DATA RECORDS:
***

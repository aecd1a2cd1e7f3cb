//! Tests for concurrent access
//!
//! These tests verify:
//! - Concurrent writers never interleave records
//! - Readers running alongside a writer only ever see committed data
//! - Record IDs stay unique across threads

use std::collections::HashSet;
use std::ops::ControlFlow;
use std::sync::atomic::{AtomicBool, Ordering};
use std::sync::Arc;
use std::thread;

use appendkv::config::{Config, SyncMode};
use appendkv::engine::Engine;
use appendkv::error::Error;
use tempfile::TempDir;

// =============================================================================
// Helper Functions
// =============================================================================

fn setup_shared_engine(mode: SyncMode) -> (TempDir, Arc<Engine>) {
    let temp_dir = TempDir::new().unwrap();
    let config = Config::builder()
        .data_dir(temp_dir.path())
        .sync_mode(mode)
        .bloom_sizing(100_000, 0.01)
        .build();
    let engine = Engine::open(config).unwrap();
    (temp_dir, Arc::new(engine))
}

// =============================================================================
// Writer Tests
// =============================================================================

#[test]
fn test_concurrent_writers() {
    let (_dir, engine) = setup_shared_engine(SyncMode::None);
    let num_threads = 8;
    let writes_per_thread = 200;

    let mut handles = vec![];
    for t in 0..num_threads {
        let engine = Arc::clone(&engine);
        handles.push(thread::spawn(move || {
            for i in 0..writes_per_thread {
                let key = format!("t{}-k{}", t, i);
                let value = format!("t{}-v{}", t, i);
                engine.set(key.as_bytes(), value.as_bytes()).unwrap();
            }
        }));
    }
    for handle in handles {
        handle.join().unwrap();
    }

    assert_eq!(engine.len().unwrap(), num_threads * writes_per_thread);
    for t in 0..num_threads {
        for i in (0..writes_per_thread).step_by(37) {
            let key = format!("t{}-k{}", t, i);
            let value = format!("t{}-v{}", t, i);
            assert_eq!(engine.get(key.as_bytes()).unwrap().as_ref(), value.as_bytes());
        }
    }
}

#[test]
fn test_concurrent_ids_unique_and_ordered_in_file() {
    let (_dir, engine) = setup_shared_engine(SyncMode::Async);

    let mut handles = vec![];
    for t in 0..4 {
        let engine = Arc::clone(&engine);
        handles.push(thread::spawn(move || {
            for i in 0..250 {
                engine.set(format!("{}-{}", t, i).as_bytes(), b"v").unwrap();
            }
        }));
    }
    for handle in handles {
        handle.join().unwrap();
    }

    let mut seen = HashSet::new();
    let mut last = 0u64;
    engine
        .for_each(|_, record, err| {
            assert!(err.is_none());
            let id = record.unwrap().id;
            assert!(id > last, "ids out of file order: {} after {}", id, last);
            assert!(seen.insert(id));
            last = id;
            ControlFlow::<()>::Continue(())
        })
        .unwrap();

    assert_eq!(seen.len(), 1000);
}

// =============================================================================
// Reader/Writer Tests
// =============================================================================

#[test]
fn test_readers_alongside_writer() {
    let (_dir, engine) = setup_shared_engine(SyncMode::None);
    engine.set(b"stable", b"value").unwrap();

    let done = Arc::new(AtomicBool::new(false));

    let writer = {
        let engine = Arc::clone(&engine);
        let done = Arc::clone(&done);
        thread::spawn(move || {
            for i in 0..500 {
                engine
                    .set(format!("key{}", i).as_bytes(), format!("value{}", i).as_bytes())
                    .unwrap();
            }
            done.store(true, Ordering::Release);
        })
    };

    let mut readers = vec![];
    for _ in 0..4 {
        let engine = Arc::clone(&engine);
        let done = Arc::clone(&done);
        readers.push(thread::spawn(move || {
            let mut last_len = 0;
            while !done.load(Ordering::Acquire) {
                assert_eq!(engine.get(b"stable").unwrap().as_ref(), b"value");

                // Never sees a torn record, and the count never goes backwards
                let len = engine.len().unwrap();
                assert!(len >= last_len);
                last_len = len;

                match engine.get(b"key250") {
                    Ok(v) => assert_eq!(v.as_ref(), b"value250"),
                    Err(Error::KeyNotFound) => {}
                    Err(e) => panic!("unexpected error: {}", e),
                }
            }
        }));
    }

    writer.join().unwrap();
    for reader in readers {
        reader.join().unwrap();
    }

    assert_eq!(engine.len().unwrap(), 501);
}

#[test]
fn test_snapshot_during_writes_is_consistent() {
    let (_dir, engine) = setup_shared_engine(SyncMode::None);

    let writer = {
        let engine = Arc::clone(&engine);
        thread::spawn(move || {
            for i in 0..300 {
                engine.set(format!("key{}", i).as_bytes(), b"v").unwrap();
            }
        })
    };

    let mut snapshots = vec![];
    for _ in 0..10 {
        let mut out = Vec::new();
        let written = engine.snapshot(&mut out).unwrap();
        assert_eq!(written, out.len() as u64);
        snapshots.push(out);
    }
    writer.join().unwrap();

    // Every snapshot is a clean prefix: it reopens without truncation
    for snapshot in snapshots {
        let restore_dir = TempDir::new().unwrap();
        std::fs::write(
            restore_dir.path().join(appendkv::engine::LOG_FILENAME),
            &snapshot,
        )
        .unwrap();

        let restored = Engine::open_path(restore_dir.path()).unwrap();
        assert!(!restored.last_recovery().unwrap().was_truncated);
    }
}

#[test]
fn test_concurrent_set_and_delete() {
    let (_dir, engine) = setup_shared_engine(SyncMode::None);

    for i in 0..100 {
        engine.set(format!("key{}", i).as_bytes(), b"v").unwrap();
    }

    let mut handles = vec![];
    for t in 0..4 {
        let engine = Arc::clone(&engine);
        handles.push(thread::spawn(move || {
            for i in (t..100).step_by(4) {
                engine.delete(format!("key{}", i).as_bytes()).unwrap();
            }
        }));
    }
    for handle in handles {
        handle.join().unwrap();
    }

    assert_eq!(engine.len().unwrap(), 0);
    for i in 0..100 {
        assert!(matches!(
            engine.get(format!("key{}", i).as_bytes()),
            Err(Error::KeyNotFound)
        ));
    }
}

***

WORK ORDER: Return all of the material exactly as written, from the first line through the last.

ANSWER TO THIS PROBLEM:
repository aecd1a2cd1e7f3cb
//! Tests for concurrent access
//!
//! These tests verify:
//! - Concurrent writers never interleave records
//! - Readers running alongside a writer only ever see committed data
//! - Record IDs stay unique across threads

use std::collections::HashSet;
use std::ops::ControlFlow;
use std::sync::atomic::{AtomicBool, Ordering};
use std::sync::Arc;
use std::thread;

use appendkv::config::{Config, SyncMode};
use appendkv::engine::Engine;
use appendkv::error::Error;
use tempfile::TempDir;

// =============================================================================
// Helper Functions
// =============================================================================

fn setup_shared_engine(mode: SyncMode) -> (TempDir, Arc<Engine>) {
    let temp_dir = TempDir::new().unwrap();
    let config = Config::builder()
        .data_dir(temp_dir.path())
        .sync_mode(mode)
        .bloom_sizing(100_000, 0.01)
        .build();
    let engine = Engine::open(config).unwrap();
    (temp_dir, Arc::new(engine))
}

// =============================================================================
// Writer Tests
// =============================================================================

#[test]
fn test_concurrent_writers() {
    let (_dir, engine) = setup_shared_engine(SyncMode::None);
    let num_threads = 8;
    let writes_per_thread = 200;

    let mut handles = vec![];
    for t in 0..num_threads {
        let engine = Arc::clone(&engine);
        handles.push(thread::spawn(move || {
            for i in 0..writes_per_thread {
                let key = format!("t{}-k{}", t, i);
                let value = format!("t{}-v{}", t, i);
                engine.set(key.as_bytes(), value.as_bytes()).unwrap();
            }
        }));
    }
    for handle in handles {
        handle.join().unwrap();
    }

    assert_eq!(engine.len().unwrap(), num_threads * writes_per_thread);
    for t in 0..num_threads {
        for i in (0..writes_per_thread).step_by(37) {
            let key = format!("t{}-k{}", t, i);
            let value = format!("t{}-v{}", t, i);
            assert_eq!(engine.get(key.as_bytes()).unwrap().as_ref(), value.as_bytes());
        }
    }
}

#[test]
fn test_concurrent_ids_unique_and_ordered_in_file() {
    let (_dir, engine) = setup_shared_engine(SyncMode::Async);

    let mut handles = vec![];
    for t in 0..4 {
        let engine = Arc::clone(&engine);
        handles.push(thread::spawn(move || {
            for i in 0..250 {
                engine.set(format!("{}-{}", t, i).as_bytes(), b"v").unwrap();
            }
        }));
    }
    for handle in handles {
        handle.join().unwrap();
    }

    let mut seen = HashSet::new();
    let mut last = 0u64;
    engine
        .for_each(|_, record, err| {
            assert!(err.is_none());
            let id = record.unwrap().id;
            assert!(id > last, "ids out of file order: {} after {}", id, last);
            assert!(seen.insert(id));
            last = id;
            ControlFlow::<()>::Continue(())
        })
        .unwrap();

    assert_eq!(seen.len(), 1000);
}

// =============================================================================
// Reader/Writer Tests
// =============================================================================

#[test]
fn test_readers_alongside_writer() {
    let (_dir, engine) = setup_shared_engine(SyncMode::None);
    engine.set(b"stable", b"value").unwrap();

    let done = Arc::new(AtomicBool::new(false));

    let writer = {
        let engine = Arc::clone(&engine);
        let done = Arc::clone(&done);
        thread::spawn(move || {
            for i in 0..500 {
                engine
                    .set(format!("key{}", i).as_bytes(), format!("value{}", i).as_bytes())
                    .unwrap();
            }
            done.store(true, Ordering::Release);
        })
    };

    let mut readers = vec![];
    for _ in 0..4 {
        let engine = Arc::clone(&engine);
        let done = Arc::clone(&done);
        readers.push(thread::spawn(move || {
            let mut last_len = 0;
            while !done.load(Ordering::Acquire) {
                assert_eq!(engine.get(b"stable").unwrap().as_ref(), b"value");

                // Never sees a torn record, and the count never goes backwards
                let len = engine.len().unwrap();
                assert!(len >= last_len);
                last_len = len;

                match engine.get(b"key250") {
                    Ok(v) => assert_eq!(v.as_ref(), b"value250"),
                    Err(Error::KeyNotFound) => {}
                    Err(e) => panic!("unexpected error: {}", e),
                }
            }
        }));
    }

    writer.join().unwrap();
    for reader in readers {
        reader.join().unwrap();
    }

    assert_eq!(engine.len().unwrap(), 501);
}

#[test]
fn test_snapshot_during_writes_is_consistent() {
    let (_dir, engine) = setup_shared_engine(SyncMode::None);

    let writer = {
        let engine = Arc::clone(&engine);
        thread::spawn(move || {
            for i in 0..300 {
                engine.set(format!("key{}", i).as_bytes(), b"v").unwrap();
            }
        })
    };

    let mut snapshots = vec![];
    for _ in 0..10 {
        let mut out = Vec::new();
        let written = engine.snapshot(&mut out).unwrap();
        assert_eq!(written, out.len() as u64);
        snapshots.push(out);
    }
    writer.join().unwrap();

    // Every snapshot is a clean prefix: it reopens without truncation
    for snapshot in snapshots {
        let restore_dir = TempDir::new().unwrap();
        std::fs::write(
            restore_dir.path().join(appendkv::engine::LOG_FILENAME),
            &snapshot,
        )
        .unwrap();

        let restored = Engine::open_path(restore_dir.path()).unwrap();
        assert!(!restored.last_recovery().unwrap().was_truncated);
    }
}

#[test]
fn test_concurrent_set_and_delete() {
    let (_dir, engine) = setup_shared_engine(SyncMode::None);

    for i in 0..100 {
        engine.set(format!("key{}", i).as_bytes(), b"v").unwrap();
    }

    let mut handles = vec![];
    for t in 0..4 {
        let engine = Arc::clone(&engine);
        handles.push(thread::spawn(move || {
            for i in (t..100).step_by(4) {
                engine.delete(format!("key{}", i).as_bytes()).unwrap();
            }
        }));
    }
    for handle in handles {
        handle.join().unwrap();
    }

    assert_eq!(engine.len().unwrap(), 0);
    for i in 0..100 {
        assert!(matches!(
            engine.get(format!("key{}", i).as_bytes()),
            Err(Error::KeyNotFound)
        ));
    }
}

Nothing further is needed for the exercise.